[Stored data entries]
----
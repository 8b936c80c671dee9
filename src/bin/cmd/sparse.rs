// SPDX-FileCopyrightText: 2026 ArcheBase
//
// SPDX-License-Identifier: MulanPSL-2.0

//! Sparse command - decode with a configured sparse type.

use clap::Args;

use crate::common::{print_json, read_input, Result, SchemaArgs};

/// Decode input with a sparse type from the generator configuration.
#[derive(Args, Clone, Debug)]
pub struct SparseCmd {
    #[command(flatten)]
    schema: SchemaArgs,

    /// Sparse type name
    #[arg(value_name = "NAME")]
    name: String,

    /// Base64 text or a file of raw bytes; base64 from stdin if omitted
    #[arg(value_name = "INPUT")]
    input: Option<String>,

    /// Print the plan instead of decoding
    #[arg(long)]
    plan: bool,

    /// Print on one line
    #[arg(long)]
    compact: bool,
}

impl SparseCmd {
    pub fn run(self) -> Result<()> {
        let toolkit = self.schema.open()?;
        let plan = toolkit.plan(&self.name)?;
        if self.plan {
            print!("{plan}");
            return Ok(());
        }
        let data = read_input(self.input.as_deref())?;
        print_json(&toolkit.decode_bytes(&self.name, &data)?, self.compact)
    }
}
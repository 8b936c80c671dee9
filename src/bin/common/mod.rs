// SPDX-FileCopyrightText: 2026 ArcheBase
//
// SPDX-License-Identifier: MulanPSL-2.0

//! Common utilities for CLI commands.

use std::io::Read as _;
use std::path::{Path, PathBuf};

use clap::Args;
use serde::Serialize;
use xdrcodec::encoding::decode_base64;
use xdrcodec::schema::{load_schema_file, LoadOptions};
use xdrcodec::{GeneratorConfig, XdrToolkit};

pub use anyhow::Result as CliResult;
pub type Result<T = ()> = CliResult<T>;

/// Schema and configuration shared by every toolkit command.
#[derive(Args, Clone, Debug)]
pub struct SchemaArgs {
    /// Schema document (.json or .toml)
    #[arg(short, long, value_name = "FILE")]
    pub schema: PathBuf,

    /// Generator configuration (.toml)
    #[arg(short, long, value_name = "FILE")]
    pub config: Option<PathBuf>,

    /// Fail on duplicate type definitions
    #[arg(long)]
    pub strict: bool,
}

impl SchemaArgs {
    /// Build the toolkit, printing load and synthesis diagnostics to stderr.
    pub fn open(&self) -> Result<XdrToolkit> {
        let loaded = load_schema_file(
            &self.schema,
            LoadOptions {
                strict: self.strict,
            },
        )?;
        let config = match &self.config {
            Some(path) => GeneratorConfig::from_file(path)?,
            None => GeneratorConfig::default(),
        };
        let toolkit = XdrToolkit::from_schema(loaded, &config)?;
        for diagnostic in toolkit.diagnostics() {
            eprintln!("warning: {diagnostic}");
        }
        Ok(toolkit)
    }
}

/// Read binary input.
///
/// An existing file is read as raw XDR bytes. Any other argument is base64
/// text; without an argument, base64 text is read from stdin.
pub fn read_input(input: Option<&str>) -> Result<Vec<u8>> {
    match input {
        Some(arg) if Path::new(arg).is_file() => Ok(std::fs::read(arg)?),
        Some(arg) => Ok(decode_base64(arg)?),
        None => Ok(decode_base64(&read_stdin()?)?),
    }
}

/// Read text input: a file's contents, the argument itself, or stdin.
pub fn read_text(input: Option<&str>) -> Result<String> {
    match input {
        Some(arg) if Path::new(arg).is_file() => Ok(std::fs::read_to_string(arg)?),
        Some(arg) => Ok(arg.to_string()),
        None => read_stdin(),
    }
}

fn read_stdin() -> Result<String> {
    let mut text = String::new();
    std::io::stdin().read_to_string(&mut text)?;
    Ok(text)
}

/// Print `value` as JSON, pretty unless `compact`.
pub fn print_json<T: Serialize>(value: &T, compact: bool) -> Result<()> {
    if compact {
        println!("{}", serde_json::to_string(value)?);
    } else {
        println!("{}", serde_json::to_string_pretty(value)?);
    }
    Ok(())
}

/// Print `value` as JSON or run the human-readable printer.
pub fn output_json_or<T>(json: bool, value: &T, human_fn: impl FnOnce()) -> Result<()>
where
    T: Serialize,
{
    if json {
        print_json(value, false)?;
    } else {
        human_fn();
    }
    Ok(())
}

#[cfg(test)]
mod tests {
    use super::*;

    #[test]
    fn test_read_input_base64_argument() {
        assert_eq!(read_input(Some("AAAABw==")).unwrap(), vec![0, 0, 0, 7]);
        assert!(read_input(Some("not base64!")).is_err());
    }

    #[test]
    fn test_read_text_argument() {
        assert_eq!(read_text(Some("{\"a\":1}")).unwrap(), "{\"a\":1}");
    }
}
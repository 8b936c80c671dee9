// SPDX-FileCopyrightText: 2026 ArcheBase
//
// SPDX-License-Identifier: MulanPSL-2.0

//! Core types used throughout xdrcodec.
//!
//! This module provides the foundational types for the library:
//! - [`CodecError`] - Comprehensive error handling
//! - [`XdrValue`] - Decoded value representation
//! - [`HookRegistry`] - Per-type custom hooks
//! - [`Diagnostic`] - Generation-time findings reported for human review

pub mod error;
pub mod registry;
pub mod value;

pub use error::{CodecError, Result};
pub use registry::HookRegistry;
pub use value::{StructFields, XdrValue};

use serde::Serialize;
use std::fmt;

/// Generation phase a diagnostic came from.
#[derive(Debug, Clone, Copy, PartialEq, Eq, Hash, Serialize)]
#[serde(rename_all = "snake_case")]
pub enum DiagnosticKind {
    /// Second definition of a type name was dropped
    DuplicateDefinition,
    /// Sparse path did not resolve; the branch is skipped
    UnresolvedPath,
    /// Sparse path tried to traverse into an enum
    EnumTraversal,
    /// Array field traversed without the `[]` marker
    ImplicitArrayTraversal,
    /// Sparse descriptor name reached with a different subtree
    RenamedDescriptor,
}

impl DiagnosticKind {
    /// Convert to string representation.
    pub fn as_str(&self) -> &'static str {
        match self {
            DiagnosticKind::DuplicateDefinition => "duplicate_definition",
            DiagnosticKind::UnresolvedPath => "unresolved_path",
            DiagnosticKind::EnumTraversal => "enum_traversal",
            DiagnosticKind::ImplicitArrayTraversal => "implicit_array_traversal",
            DiagnosticKind::RenamedDescriptor => "renamed_descriptor",
        }
    }
}

/// A degraded-but-recoverable finding from schema loading or sparse
/// generation.
///
/// Each one is also emitted through `tracing::warn!` at the point it is found.
#[derive(Debug, Clone, PartialEq, Eq, Serialize)]
pub struct Diagnostic {
    /// What happened
    pub kind: DiagnosticKind,
    /// Type, request, or path the finding is about
    pub subject: String,
    /// Human-readable detail
    pub message: String,
}

impl Diagnostic {
    /// Create a new diagnostic.
    pub fn new(
        kind: DiagnosticKind,
        subject: impl Into<String>,
        message: impl Into<String>,
    ) -> Self {
        Self {
            kind,
            subject: subject.into(),
            message: message.into(),
        }
    }
}

impl fmt::Display for Diagnostic {
    fn fmt(&self, f: &mut fmt::Formatter<'_>) -> fmt::Result {
        write!(f, "{} [{}]: {}", self.kind.as_str(), self.subject, self.message)
    }
}
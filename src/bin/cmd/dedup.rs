// SPDX-FileCopyrightText: 2026 ArcheBase
//
// SPDX-License-Identifier: MulanPSL-2.0

//! Dedup command - compare two versions of a schema.

use std::path::PathBuf;

use clap::Args;
use xdrcodec::deduplicate;
use xdrcodec::schema::{load_schema_file, LoadOptions};

use crate::common::{output_json_or, Result};

/// Decide which types of NEXT can be re-exported from CURR.
#[derive(Args, Clone, Debug)]
pub struct DedupCmd {
    /// Current schema version
    #[arg(value_name = "CURR")]
    curr: PathBuf,

    /// Next schema version
    #[arg(value_name = "NEXT")]
    next: PathBuf,

    /// Output as JSON
    #[arg(short, long)]
    json: bool,
}

impl DedupCmd {
    pub fn run(self) -> Result<()> {
        let curr = load_schema_file(&self.curr, LoadOptions::default())?;
        let next = load_schema_file(&self.next, LoadOptions::default())?;
        for diagnostic in curr.diagnostics.iter().chain(&next.diagnostics) {
            eprintln!("warning: {diagnostic}");
        }
        let result = deduplicate(&curr.graph, &next.graph);
        output_json_or(self.json, &result, || print!("{result}"))
    }
}
// SPDX-FileCopyrightText: 2026 ArcheBase
//
// SPDX-License-Identifier: MulanPSL-2.0

//! XDR (RFC 4506) wire format: cursor, writer, full decoder/encoder and
//! stream iteration.

pub mod cursor;
pub mod decoder;
pub mod encoder;
pub mod stream;

pub use cursor::{Limits, SkipMode, XdrCursor, DEFAULT_DEPTH_LIMIT};
pub use decoder::XdrDecoder;
pub use encoder::{XdrEncoder, XdrWriter};
pub use stream::{frame_record, FramedIter, StreamIter};

use crate::core::{Result, XdrValue};
use crate::schema::TypeGraph;

/// Full codec for every type of one graph.
///
/// Pairs the decoder and encoder with the limits applied to each call.
#[derive(Clone, Copy)]
pub struct XdrCodec<'g> {
    graph: &'g TypeGraph,
    limits: Limits,
}

impl<'g> XdrCodec<'g> {
    /// Create a codec with the given limits.
    pub fn new(graph: &'g TypeGraph, limits: Limits) -> Self {
        Self { graph, limits }
    }

    /// Get the limits applied to each call.
    pub fn limits(&self) -> Limits {
        self.limits
    }

    /// Get the decoder.
    pub fn decoder(&self) -> XdrDecoder<'g> {
        XdrDecoder::new(self.graph)
    }

    /// Get the encoder.
    pub fn encoder(&self) -> XdrEncoder<'g> {
        XdrEncoder::new(self.graph)
    }

    /// Decode a value that must occupy the whole buffer.
    pub fn read_to_end(&self, type_name: &str, data: &[u8]) -> Result<XdrValue> {
        let mut cursor = XdrCursor::new(data, self.limits);
        let value = self.decoder().read_named(&mut cursor, type_name)?;
        cursor.ensure_at_end()?;
        Ok(value)
    }

    /// Decode one value from the front of the buffer.
    ///
    /// Returns the value and the number of bytes it occupied.
    pub fn read_prefix(&self, type_name: &str, data: &[u8]) -> Result<(XdrValue, usize)> {
        let mut cursor = XdrCursor::new(data, self.limits);
        let value = self.decoder().read_named(&mut cursor, type_name)?;
        Ok((value, cursor.position()))
    }

    /// Skip one value from the front of the buffer, returning its size.
    pub fn skip_prefix(&self, type_name: &str, data: &[u8], mode: SkipMode) -> Result<usize> {
        let mut cursor = XdrCursor::new(data, self.limits);
        self.decoder().skip_named(&mut cursor, type_name, mode)?;
        Ok(cursor.position())
    }

    /// Encode a value.
    pub fn write(&self, type_name: &str, value: &XdrValue) -> Result<Vec<u8>> {
        let mut writer = XdrWriter::new(self.limits);
        self.encoder().write_named(&mut writer, type_name, value)?;
        Ok(writer.finish())
    }

    /// Iterate over values written back to back.
    pub fn iter_stream<'a>(&self, type_name: &str, data: &'a [u8]) -> StreamIter<'g, 'a> {
        StreamIter::new(self.decoder(), type_name, data, self.limits)
    }

    /// Iterate over record-marked values.
    pub fn iter_framed<'a>(&self, type_name: &str, data: &'a [u8]) -> FramedIter<'g, 'a> {
        FramedIter::new(self.decoder(), type_name, data, self.limits)
    }
}

#[cfg(test)]
mod tests {
    use super::*;
    use crate::core::CodecError;
    use crate::schema::{Field, FieldType, PrimitiveType, TypeDefinition, TypeNode};

    fn graph() -> TypeGraph {
        TypeGraph::new(vec![
            TypeDefinition::new(
                "Count",
                TypeNode::Typedef {
                    underlying: FieldType::Primitive(PrimitiveType::UnsignedInt),
                },
            ),
            TypeDefinition::new(
                "Blob",
                TypeNode::Struct {
                    fields: vec![Field::new("data", FieldType::Opaque { max: 8 })],
                },
            ),
        ])
        .unwrap()
    }

    #[test]
    fn test_read_to_end_rejects_trailing() {
        let graph = graph();
        let codec = XdrCodec::new(&graph, Limits::default());
        assert_eq!(
            codec.read_to_end("Count", &[0, 0, 0, 7]).unwrap(),
            XdrValue::UInt(7)
        );
        assert_eq!(
            codec.read_to_end("Count", &[0, 0, 0, 7, 0]).unwrap_err(),
            CodecError::TrailingData
        );
    }

    #[test]
    fn test_write_then_read() {
        let graph = graph();
        let codec = XdrCodec::new(&graph, Limits::default());
        let value = XdrValue::Struct(vec![("data".into(), XdrValue::Opaque(vec![9; 5]))]);
        let bytes = codec.write("Blob", &value).unwrap();
        assert_eq!(bytes.len(), 12);
        assert_eq!(codec.read_to_end("Blob", &bytes).unwrap(), value);
    }

    #[test]
    fn test_prefix_sizes_agree() {
        let graph = graph();
        let codec = XdrCodec::new(&graph, Limits::default());
        let mut data = vec![0, 0, 0, 3, 1, 2, 3, 0];
        data.extend_from_slice(&[0xaa; 4]);
        let (_, read) = codec.read_prefix("Blob", &data).unwrap();
        let skipped = codec.skip_prefix("Blob", &data, SkipMode::Seek).unwrap();
        assert_eq!(read, 8);
        assert_eq!(skipped, 8);
    }

    #[test]
    fn test_unknown_type() {
        let graph = graph();
        let codec = XdrCodec::new(&graph, Limits::default());
        assert_eq!(
            codec.read_to_end("Nope", &[]).unwrap_err(),
            CodecError::type_not_found("Nope")
        );
    }
}
// SPDX-FileCopyrightText: 2026 ArcheBase
//
// SPDX-License-Identifier: MulanPSL-2.0

//! CLI subcommands.

mod codec;
mod dedup;
mod guess;
mod schema;
mod sparse;
mod types;

pub use codec::{DecodeCmd, EncodeCmd};
pub use dedup::DedupCmd;
pub use guess::GuessCmd;
pub use schema::SchemaCmd;
pub use sparse::SparseCmd;
pub use types::TypesCmd;
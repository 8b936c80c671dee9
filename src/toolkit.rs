// SPDX-FileCopyrightText: 2026 ArcheBase
//
// SPDX-License-Identifier: MulanPSL-2.0

//! Unified toolkit facade.
//!
//! [`XdrToolkit`] ties a loaded schema, its generator configuration, the
//! synthesized sparse types and the per-type hooks together behind
//! string-in, string-out entry points: JSON for values, base64 for bytes.
//!
//! # Example
//!
//! ```no_run
//! # fn main() -> Result<(), Box<dyn std::error::Error>> {
//! use xdrcodec::XdrToolkit;
//!
//! let toolkit = XdrToolkit::open("schema.json", Some("generator.toml"))?;
//! for name in toolkit.guess_base64("AAAAAQ==")? {
//!     println!("{name}: {}", toolkit.decode(&name, "AAAAAQ==")?);
//! }
//! # Ok(())
//! # }
//! ```

use std::path::Path;
use std::sync::Arc;

use serde_json::Value;
use tracing::warn;

use crate::config::GeneratorConfig;
use crate::core::{Diagnostic, DiagnosticKind, HookRegistry, Result, XdrValue};
use crate::encoding::{
    decode_base64, encode_base64, value_to_json, DefaultBuilder, DefaultProvider, JsonDecoder,
    JsonEncoder, StrRepr, TypeRegistry,
};
use crate::schema::{json_schema, load_schema_file, LoadOptions, LoadedSchema, TypeGraph};
use crate::sparse::{synthesize, SparsePlan};

/// Schema-driven codec with sparse types and custom hooks.
pub struct XdrToolkit {
    registry: TypeRegistry,
    defaults: HookRegistry<dyn DefaultProvider>,
    string_reprs: HookRegistry<dyn StrRepr>,
    diagnostics: Vec<Diagnostic>,
}

impl XdrToolkit {
    /// Open a schema file and an optional generator configuration.
    ///
    /// # Errors
    ///
    /// Returns an error if either file cannot be read or parsed, or if the
    /// configuration cannot be applied (see [`XdrToolkit::from_schema`]).
    pub fn open(schema: impl AsRef<Path>, config: Option<impl AsRef<Path>>) -> Result<Self> {
        let loaded = load_schema_file(schema, LoadOptions::default())?;
        let config = match config {
            Some(path) => GeneratorConfig::from_file(path)?,
            None => GeneratorConfig::default(),
        };
        Self::from_schema(loaded, &config)
    }

    /// Build from a graph with the default configuration.
    pub fn new(graph: TypeGraph) -> Result<Self> {
        Self::from_schema(
            LoadedSchema {
                graph,
                diagnostics: Vec::new(),
            },
            &GeneratorConfig::default(),
        )
    }

    /// Build from a loaded schema and a configuration.
    ///
    /// Sparse requests whose base type is missing, or whose names are
    /// already taken by a full type or an earlier request, are skipped with
    /// a diagnostic. Unresolved paths inside a request are diagnostics too.
    ///
    /// # Errors
    ///
    /// - `AmbiguousPath` or `InvalidSchema` for malformed sparse paths
    /// - `TypeNotFound` if a custom hook names an unknown type
    /// - `SparseUnsupported` if a custom hook names a sparse type
    pub fn from_schema(loaded: LoadedSchema, config: &GeneratorConfig) -> Result<Self> {
        let mut registry = TypeRegistry::new(loaded.graph, config.limits());
        let mut diagnostics = loaded.diagnostics;

        for request in &config.sparse {
            if !registry.graph().contains(&request.base) {
                warn!(
                    context = "sparse_synthesis",
                    request = %request.name,
                    base = %request.base,
                    "Sparse base type not found, request skipped"
                );
                diagnostics.push(Diagnostic::new(
                    DiagnosticKind::UnresolvedPath,
                    &request.name,
                    format!("base type '{}' not found, request skipped", request.base),
                ));
                continue;
            }
            let plan = synthesize(registry.graph(), request)?;
            if let Some(taken) = plan.names().find(|n| registry.entry(n).is_some()) {
                warn!(
                    context = "sparse_synthesis",
                    request = %request.name,
                    type_name = taken,
                    "Sparse type name already registered, request dropped"
                );
                diagnostics.push(Diagnostic::new(
                    DiagnosticKind::DuplicateDefinition,
                    &request.name,
                    format!(
                        "sparse request '{}' dropped, '{taken}' is already defined",
                        request.name
                    ),
                ));
                continue;
            }
            diagnostics.extend(plan.diagnostics.iter().cloned());
            registry.add_sparse(plan)?;
        }

        for name in &config.custom_default {
            registry.mark_custom_default(name)?;
        }
        for name in &config.custom_str {
            registry.mark_custom_str(name)?;
        }

        Ok(Self {
            registry,
            defaults: HookRegistry::new(),
            string_reprs: HookRegistry::new(),
            diagnostics,
        })
    }

    // ========================================================================
    // Hooks
    // ========================================================================

    /// Register the default provider of a full type.
    pub fn register_default(
        &mut self,
        name: &str,
        provider: Arc<dyn DefaultProvider>,
    ) -> Result<()> {
        self.registry.mark_custom_default(name)?;
        self.defaults.register(name, provider);
        Ok(())
    }

    /// Register the string representation of a full type.
    pub fn register_str_repr(&mut self, name: &str, repr: Arc<dyn StrRepr>) -> Result<()> {
        self.registry.mark_custom_str(name)?;
        self.string_reprs.register(name, repr);
        Ok(())
    }

    // ========================================================================
    // Introspection
    // ========================================================================

    /// Get the underlying registry.
    pub fn registry(&self) -> &TypeRegistry {
        &self.registry
    }

    /// Get the type graph.
    pub fn graph(&self) -> &TypeGraph {
        self.registry.graph()
    }

    /// Full type names in graph order.
    pub fn types(&self) -> Vec<&str> {
        self.registry.types()
    }

    /// Sparse type names, nested descriptors included.
    pub fn sparse_types(&self) -> Vec<&str> {
        self.registry.sparse_types()
    }

    /// Plan owning a sparse type.
    pub fn plan(&self, name: &str) -> Result<&SparsePlan> {
        self.registry.plan_for(name)
    }

    /// Findings from loading and sparse synthesis.
    pub fn diagnostics(&self) -> &[Diagnostic] {
        &self.diagnostics
    }

    /// JSON Schema (Draft 7) of a full type's projection.
    pub fn schema(&self, name: &str) -> Result<Value> {
        self.registry.ensure_full("schema", name)?;
        json_schema(self.graph(), name, |t| self.string_reprs.contains(t))
    }

    // ========================================================================
    // Codec
    // ========================================================================

    /// Full types that decode the base64 input completely.
    pub fn guess_base64(&self, input: &str) -> Result<Vec<String>> {
        self.registry.guess_base64(input)
    }

    /// Full types that decode the bytes completely.
    pub fn guess(&self, data: &[u8]) -> Vec<String> {
        self.registry.guess(data)
    }

    /// Decode base64 input as `name` and project it to JSON.
    ///
    /// Works for full and sparse types.
    pub fn decode(&self, name: &str, input: &str) -> Result<Value> {
        self.decode_bytes(name, &decode_base64(input)?)
    }

    /// Decode bytes as `name` and project them to JSON.
    pub fn decode_bytes(&self, name: &str, data: &[u8]) -> Result<Value> {
        if self.registry.is_sparse(name) {
            let value = self.registry.read_to_end(name, data)?;
            return Ok(value_to_json(&value));
        }
        let value = self.read(name, data)?;
        JsonEncoder::new(self.graph(), &self.string_reprs).named_to_json(name, &value)
    }

    /// Decode base64 input with a sparse type.
    ///
    /// # Errors
    ///
    /// `InvalidSchema` if `name` is a full type rather than a sparse one.
    pub fn decode_sparse(&self, name: &str, input: &str) -> Result<Value> {
        self.registry.plan_for(name)?;
        self.decode(name, input)
    }

    /// Parse JSON as a value of `name` and encode it to base64.
    pub fn encode(&self, name: &str, json: &Value) -> Result<String> {
        Ok(encode_base64(&self.encode_bytes(name, json)?))
    }

    /// Parse JSON as a value of `name` and encode it.
    pub fn encode_bytes(&self, name: &str, json: &Value) -> Result<Vec<u8>> {
        self.registry.ensure_full("encode", name)?;
        let value = JsonDecoder::new(self.graph(), &self.string_reprs).named_from_json(name, json)?;
        self.registry.write(name, &value)
    }

    /// Default value of a full type.
    pub fn default_value(&self, name: &str) -> Result<XdrValue> {
        self.registry.ensure_full("default", name)?;
        DefaultBuilder::new(self.graph(), &self.defaults)
            .with_limits(self.registry.limits())
            .default_named(name)
    }

    /// Default value of a full type, projected to JSON.
    pub fn default_json(&self, name: &str) -> Result<Value> {
        let value = self.default_value(name)?;
        JsonEncoder::new(self.graph(), &self.string_reprs).named_to_json(name, &value)
    }

    /// Decode a value of a full type without the JSON projection.
    pub fn read(&self, name: &str, data: &[u8]) -> Result<XdrValue> {
        self.registry.ensure_full("decode", name)?;
        self.registry.read_to_end(name, data)
    }
}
----
WHAT YOU SHOULD DO:
Print exactly the lines above from the one with "returning its size." to the one with "over record-marked values.", including both.

ANSWER TO THIS PROBLEM:
    /// Skip one value from the front of the buffer, returning its size.
    pub fn skip_prefix(&self, type_name: &str, data: &[u8], mode: SkipMode) -> Result<usize> {
        let mut cursor = XdrCursor::new(data, self.limits);
        self.decoder().skip_named(&mut cursor, type_name, mode)?;
        Ok(cursor.position())
    }

    /// Encode a value.
    pub fn write(&self, type_name: &str, value: &XdrValue) -> Result<Vec<u8>> {
        let mut writer = XdrWriter::new(self.limits);
        self.encoder().write_named(&mut writer, type_name, value)?;
        Ok(writer.finish())
    }

    /// Iterate over values written back to back.
    pub fn iter_stream<'a>(&self, type_name: &str, data: &'a [u8]) -> StreamIter<'g, 'a> {
        StreamIter::new(self.decoder(), type_name, data, self.limits)
    }

    /// Iterate over record-marked values.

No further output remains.